> WHAT IS REQUIRED:
Reproduce exactly, and nothing but, the lines between the one with "for t in 1_700_000_000..1_700_000_061" and the end of the entries, both ends included.

> STUDY MATERIAL:

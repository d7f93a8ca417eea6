//! Time-based one-time codes (RFC 6238) derived from an `otpauth://` URI.
//!
//! The engine is pure: it has no timers. Callers that show a countdown
//! decrement `remaining_secs` themselves and call [`derive`] again once it
//! reaches zero.

use crate::constants;
use crate::models::entry::OtpState;
use chrono::Utc;
use data_encoding::BASE32_NOPAD;
use totp_rs::{Algorithm, TOTP};
use url::Url;

#[derive(Debug, Clone, PartialEq, Eq, thiserror::Error)]
pub enum OtpError {
    #[error("not an otpauth URI")]
    InvalidUri,
    #[error("secret is not valid base32")]
    InvalidSecret,
    #[error("digits must be 6 or 8")]
    UnsupportedDigits,
    #[error("unsupported algorithm '{0}'")]
    UnsupportedAlgorithm(String),
}

/// Canonical provisioning line written into an entry body.
pub fn provisioning_uri(secret: &str) -> String {
    format!(
        "otpauth://totp/{label}?secret={secret}&issuer={label}",
        label = constants::OTP_LABEL,
        secret = secret
    )
}

/// The `secret` query parameter of a provisioning URI, if any.
pub fn secret_from_uri(uri: &str) -> Option<String> {
    let parsed = Url::parse(uri.trim()).ok()?;
    if parsed.scheme() != "otpauth" {
        return None;
    }
    parsed
        .query_pairs()
        .find(|(key, _)| key == "secret")
        .map(|(_, value)| value.trim().to_string())
        .filter(|value| !value.is_empty())
}

/// Derive the code for the current wall-clock second.
///
/// Returns `Ok(None)` when the URI carries no secret: that is the ordinary
/// "this entry has no OTP" case.
pub fn derive(uri: &str) -> Result<Option<OtpState>, OtpError> {
    let now = u64::try_from(Utc::now().timestamp()).unwrap_or(0);
    derive_at(uri, now)
}

/// Derive the code valid at `unix_secs`.
pub fn derive_at(uri: &str, unix_secs: u64) -> Result<Option<OtpState>, OtpError> {
    let parsed = Url::parse(uri.trim()).map_err(|_| OtpError::InvalidUri)?;
    if parsed.scheme() != "otpauth" {
        return Err(OtpError::InvalidUri);
    }

    let mut secret = None;
    let mut digits = 6usize;
    let mut algorithm = Algorithm::SHA1;
    for (key, value) in parsed.query_pairs() {
        match key.as_ref() {
            "secret" => secret = Some(value.into_owned()),
            "digits" => {
                digits = match value.as_ref() {
                    "6" => 6,
                    "8" => 8,
                    _ => return Err(OtpError::UnsupportedDigits),
                }
            }
            "algorithm" => algorithm = parse_algorithm(&value)?,
            _ => {}
        }
    }

    let secret = match secret {
        Some(s) if !s.trim().is_empty() => s,
        _ => return Ok(None),
    };
    let key = decode_secret(&secret).ok_or(OtpError::InvalidSecret)?;
    let code = TOTP::new_unchecked(algorithm, digits, 0, constants::OTP_STEP_SECS, key)
        .generate(unix_secs);

    Ok(Some(OtpState {
        url: uri.trim().to_string(),
        secret,
        code,
        remaining_secs: remaining_at(unix_secs),
    }))
}

/// Seconds left in the window containing `unix_secs`: `ceil(t/30)*30 - t`.
pub fn remaining_at(unix_secs: u64) -> u64 {
    let step = constants::OTP_STEP_SECS;
    let next = unix_secs.div_ceil(step) * step;
    next - unix_secs
}

fn parse_algorithm(value: &str) -> Result<Algorithm, OtpError> {
    match value.to_ascii_uppercase().as_str() {
        "SHA1" => Ok(Algorithm::SHA1),
        "SHA256" => Ok(Algorithm::SHA256),
        "SHA512" => Ok(Algorithm::SHA512),
        _ => Err(OtpError::UnsupportedAlgorithm(value.to_string())),
    }
}

fn decode_secret(secret: &str) -> Option<Vec<u8>> {
    let normalized: String = secret
        .chars()
        .filter(|ch| !ch.is_ascii_whitespace() && *ch != '=')
        .map(|ch| ch.to_ascii_uppercase())
        .collect();
    if normalized.is_empty() {
        return None;
    }
    BASE32_NOPAD.decode(normalized.as_bytes()).ok()
}

#[cfg(test)]
mod tests {
    use super::*;

    // ASCII "12345678901234567890", the RFC 6238 SHA1 seed.
    const RFC_SHA1: &str = "GEZDGNBVGY3TQOJQGEZDGNBVGY3TQOJQ";

    fn uri(secret: &str, extra: &str) -> String {
        format!("otpauth://totp/test?secret={}{}", secret, extra)
    }

    #[test]
    fn test_rfc_vectors_sha1() {
        let u = uri(RFC_SHA1, "&digits=8");
        assert_eq!(derive_at(&u, 59).unwrap().unwrap().code, "94287082");
        assert_eq!(derive_at(&u, 1_111_111_109).unwrap().unwrap().code, "07081804");
        assert_eq!(derive_at(&u, 1_234_567_890).unwrap().unwrap().code, "89005924");
    }

    #[test]
    fn test_rfc_vector_sha256() {
        let u = uri(
            "GEZDGNBVGY3TQOJQGEZDGNBVGY3TQOJQGEZDGNBVGY3TQOJQGEZA",
            "&digits=8&algorithm=SHA256",
        );
        assert_eq!(derive_at(&u, 59).unwrap().unwrap().code, "46119246");
    }

    #[test]
    fn test_rfc_vector_sha512() {
        let u = uri(
            "GEZDGNBVGY3TQOJQGEZDGNBVGY3TQOJQGEZDGNBVGY3TQOJQGEZDGNBVGY3TQOJQGEZDGNBVGY3TQOJQGEZDGNBVGY3TQOJQGEZDGNA",
            "&digits=8&algorithm=SHA512",
        );
        assert_eq!(derive_at(&u, 59).unwrap().unwrap().code, "90693936");
    }

    #[test]
    fn test_default_is_six_digits() {
        let state = derive_at(&uri(RFC_SHA1, ""), 59).unwrap().unwrap();
        assert_eq!(state.code, "287082");
        assert_eq!(state.secret, RFC_SHA1);
    }

    #[test]
    fn test_canonical_uri_derives() {
        let state = derive_at(&provisioning_uri(RFC_SHA1), 59).unwrap().unwrap();
        assert_eq!(state.code, "287082");
        assert_eq!(
            state.url,
            "otpauth://totp/totp-secret?secret=GEZDGNBVGY3TQOJQGEZDGNBVGY3TQOJQ&issuer=totp-secret"
        );
    }

    #[test]
    fn test_secret_from_uri() {
        assert_eq!(secret_from_uri(&provisioning_uri("ABC")), Some("ABC".to_string()));
        assert_eq!(secret_from_uri("otpauth://totp/x?issuer=y"), None);
        assert_eq!(secret_from_uri("otpauth: broken"), None);
    }

    #[test]
    fn test_missing_or_empty_secret_is_none() {
        assert_eq!(derive_at("otpauth://totp/x?issuer=y", 0).unwrap(), None);
        assert_eq!(derive_at("otpauth://totp/x?secret=", 0).unwrap(), None);
    }

    #[test]
    fn test_lowercase_and_padded_secret_accepted() {
        let lower = RFC_SHA1.to_lowercase();
        let state = derive_at(&uri(&lower, "===="), 59);
        assert_eq!(state.unwrap().unwrap().code, "287082");
    }

    #[test]
    fn test_short_secret_still_derives() {
        // "MFRGG" decodes to three bytes, below the RFC's recommended key size.
        let state = derive_at(&uri("MFRGG", ""), 59).unwrap().unwrap();
        assert_eq!(state.code.len(), 6);
        assert!(state.code.chars().all(|c| c.is_ascii_digit()));
    }

    #[test]
    fn test_invalid_inputs() {
        assert_eq!(derive_at("https://example.com/?secret=AAAA", 0), Err(OtpError::InvalidUri));
        assert_eq!(derive_at("not a uri", 0), Err(OtpError::InvalidUri));
        assert_eq!(derive_at(&uri("!!!", ""), 0), Err(OtpError::InvalidSecret));
        assert_eq!(
            derive_at(&uri(RFC_SHA1, "&digits=7"), 0),
            Err(OtpError::UnsupportedDigits)
        );
        assert!(matches!(
            derive_at(&uri(RFC_SHA1, "&algorithm=MD5"), 0),
            Err(OtpError::UnsupportedAlgorithm(_))
        ));
    }

    #[test]
    fn test_remaining_window() {
        assert_eq!(remaining_at(60), 0);
        assert_eq!(remaining_at(61), 29);
        assert_eq!(remaining_at(89), 1);
        for t in 1_700_000_000..1_700_000_061 {
            assert!(remaining_at(t) < 30);
        }
    }

    #[test]
    fn test_rederive_after_expiry_opens_fresh_window() {
        let u = uri(RFC_SHA1, "");
        let expiring = derive_at(&u, 90).unwrap().unwrap();
        assert_eq!(expiring.remaining_secs, 0);
        let fresh = derive_at(&u, 91).unwrap().unwrap();
        assert_eq!(fresh.remaining_secs, 29);
        assert_ne!(expiring.code, derive_at(&u, 120).unwrap().unwrap().code);
    }
}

> TASK RESULT:
        for t in 1_700_000_000..1_700_000_061 {
            assert!(remaining_at(t) < 30);
        }
    }

    #[test]
    fn test_rederive_after_expiry_opens_fresh_window() {
        let u = uri(RFC_SHA1, "");
        let expiring = derive_at(&u, 90).unwrap().unwrap();
        assert_eq!(expiring.remaining_secs, 0);
        let fresh = derive_at(&u, 91).unwrap().unwrap();
        assert_eq!(fresh.remaining_secs, 29);
        assert_ne!(expiring.code, derive_at(&u, 120).unwrap().unwrap().code);
    }
}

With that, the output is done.